Constraints and goals:
- No accounts, no complex identity providers: keep onboarding friction low.
- Still provide a clear Trustflow: identity, representation of an organisation, consent, and verifiable proof.
- Publish a minimal public record (name + organisation + date) as evidence of signing.
The trust flow for signing the charter
Identity through email verification
We are going to use a light-weight email verification step, that then assigns a key, for verifying the identity. We use work email verification as a practical identity signal:
- A person enters their work email address (and optionally first/last name and organisation name).
- The system sends a verification email containing the signing intent and a confirmation link.
- Clicking the link confirms control over the email address.

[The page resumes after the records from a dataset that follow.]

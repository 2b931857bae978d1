use std::path::{Path, PathBuf};

/// well known locations inside a site directory
#[derive(Clone, Debug)]
pub struct SiteDirs {
    pub config_path: PathBuf,
    pub template_dir: PathBuf,
}

impl SiteDirs {
    pub fn new(directory: &Path) -> Self {
        Self {
            config_path: directory.join("site.json"),
            template_dir: directory.join("templates"),
        }
    }
}
use std::collections::HashSet;
use std::path::{Path, PathBuf};

use async_trait::async_trait;
use miette::Diagnostic;
use serde::{Deserialize, Serialize};
use serde_json::{Map, Value};
use thiserror::Error;
use tokio::fs;

use crate::data::PageNode;

/// top level site configuration holding the page tree
/// and free-form site-wide settings
#[derive(Clone, Debug, PartialEq, Deserialize, Serialize)]
pub struct SiteConfig {
    pub pages: Vec<PageNode>,

    /// absolute prefix for sitemap entries
    #[serde(default, skip_serializing_if = "Option::is_none")]
    pub base_url: Option<String>,

    /// sender address for not-found alert mails
    #[serde(default, skip_serializing_if = "Option::is_none")]
    pub send_alerts_from: Option<String>,

    /// recipient address for not-found alert mails
    #[serde(default, skip_serializing_if = "Option::is_none")]
    pub send_404_alerts_to: Option<String>,

    /// remaining site settings, passed to templates verbatim
    #[serde(flatten)]
    pub settings: Map<String, Value>,
}

impl SiteConfig {
    /// Alert mails are only sent when both addresses are configured,
    /// a missing or empty one suppresses them entirely.
    pub fn alert_addresses(&self) -> Option<(&str, &str)> {
        match (
            self.send_alerts_from.as_deref(),
            self.send_404_alerts_to.as_deref(),
        ) {
            (Some(from), Some(to)) if !from.is_empty() && !to.is_empty() => Some((from, to)),
            _ => None,
        }
    }
}

#[derive(Debug, Error, Diagnostic)]
pub enum ConfigError {
    #[error("failed to read the site configuration at {}", .path.display())]
    Read {
        path: PathBuf,
        #[source]
        source: std::io::Error,
    },

    #[error("the site configuration at {} is not valid: {source}", .path.display())]
    #[diagnostic(help("the configuration must be a json object with a `pages` array"))]
    Parse {
        path: PathBuf,
        #[source]
        source: serde_json::Error,
    },

    #[error("page {location} has an empty `path`")]
    EmptyPath { location: String },

    #[error("page {location} ({path}) has an empty `template`")]
    EmptyTemplate { location: String, path: String },

    #[error("the page path {path} is configured more than once")]
    #[diagnostic(help("paths are matched exactly, a duplicate would shadow the other page"))]
    DuplicatePath { path: String },

    #[error("the template {template} referenced by page {path} does not exist")]
    MissingTemplate { template: String, path: String },

    #[error("the not-found template {template} is missing from the template directory")]
    #[diagnostic(help("unmatched request paths are rendered through {template}"))]
    MissingNotFoundTemplate { template: String },
}

/// Reads and validates the site configuration.
///
/// This runs once per request so that configuration edits take effect
/// without a restart.
#[tracing::instrument(level = "trace")]
pub async fn read_config(path: &Path) -> Result<SiteConfig, ConfigError> {
    let raw = fs::read_to_string(path)
        .await
        .map_err(|source| ConfigError::Read {
            path: path.to_owned(),
            source,
        })?;

    parse_config(path, &raw)
}

fn parse_config(path: &Path, raw: &str) -> Result<SiteConfig, ConfigError> {
    let config: SiteConfig =
        serde_json::from_str(raw).map_err(|source| ConfigError::Parse {
            path: path.to_owned(),
            source,
        })?;
    validate(&config)?;

    Ok(config)
}

fn validate(config: &SiteConfig) -> Result<(), ConfigError> {
    let mut seen = HashSet::new();

    validate_pages(&config.pages, "pages", &mut seen)
}

fn validate_pages(
    nodes: &[PageNode],
    location: &str,
    seen: &mut HashSet<String>,
) -> Result<(), ConfigError> {
    for (index, node) in nodes.iter().enumerate() {
        let location = format!("{location}[{index}]");

        if node.path.is_empty() {
            return Err(ConfigError::EmptyPath { location });
        }
        if node.template.is_empty() {
            return Err(ConfigError::EmptyTemplate {
                location,
                path: node.path.clone(),
            });
        }
        if !seen.insert(node.path.clone()) {
            return Err(ConfigError::DuplicatePath {
                path: node.path.clone(),
            });
        }

        validate_pages(&node.children, &format!("{location}.pages"), seen)?;
    }

    Ok(())
}

/// Source of the configuration snapshot a request is answered from.
///
/// The request handler asks for the configuration once per request,
/// implementations decide how fresh that snapshot is.
#[async_trait]
pub trait ConfigSource: Send + Sync {
    async fn load(&self) -> Result<SiteConfig, ConfigError>;
}

/// Re-reads the configuration file on every request.
#[derive(Debug)]
pub struct JsonConfigSource {
    path: PathBuf,
}

impl JsonConfigSource {
    pub fn new(path: PathBuf) -> Self {
        Self { path }
    }
}

#[async_trait]
impl ConfigSource for JsonConfigSource {
    async fn load(&self) -> Result<SiteConfig, ConfigError> {
        read_config(&self.path).await
    }
}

We will link a couple of pre-defined people and organisations with a logo based on the attendees of the event, so we can display the logo automatically in the charter as well. To reduce false representation, we combine:
- Email domain heuristics (e.g.,
@example.comsuggests affiliation with Example Corp). - Manual confirmation by Trustflows maintainers for cases where:
- The domain is generic (e.g.,
gmail.com), - The organisation is ambiguous,
- Or additional assurance is needed.
- The domain is generic (e.g.,
In some cases, we will also allow people to sign the charter in their personal capacity.
Informed consent for publishing
The signer must explicitly agree that Trustflows may publish their name as representative of the organisation on the website as proof of signing on a given date.
We represent this using the Data Privacy Vocabulary (DPV) as a machine-readable consent statement, linked to:
- The personal data being published (name, email-derived affiliation),
- The purpose (public proof of signing),
- The processing (publication on the Trustflows website),
- The date/time and scope.
Verifiable proof
After consent is confirmed:
- The charter signing statement (as RDF triples) and the DPV consent statement are bundled in a W3C Verifiable Credential (VC).
- The VC includes a cryptographic proof so the signature can be verified later and does not rely only on the website database.
- The signer receives a Verifiable Presentation (VP) (e.g., via email attachment), so they can keep their own evidence.
The Trustflows website can then be auto-updated to list the newly signed organisation with date and representative name.
Vocabulary / data model choices
We need to be able to express the charter in triples. We propose to use a specific Trustflows vocabulary on this domain to model that. The charter itself is annotated using RDFa, and the triples can be extracted using an RDF parser such as the npm library rdf-parse from the Comunica ecosystem.
We also need a consistent way to state “a party signs the Trustflows charter”. A minimal, interoperable approach is to represent the signing as an activity with time and parties, and embed it in the VC’s credentialSubject. We can use new terms from our Trustflows specific vocabulary as well for the purpose of linking a signee and their organisation with the charter.
In the form to sign the charter, we’ll also ask consent for publishing the proof on the website. This will be modeled using the Data Privacy Vocabulary.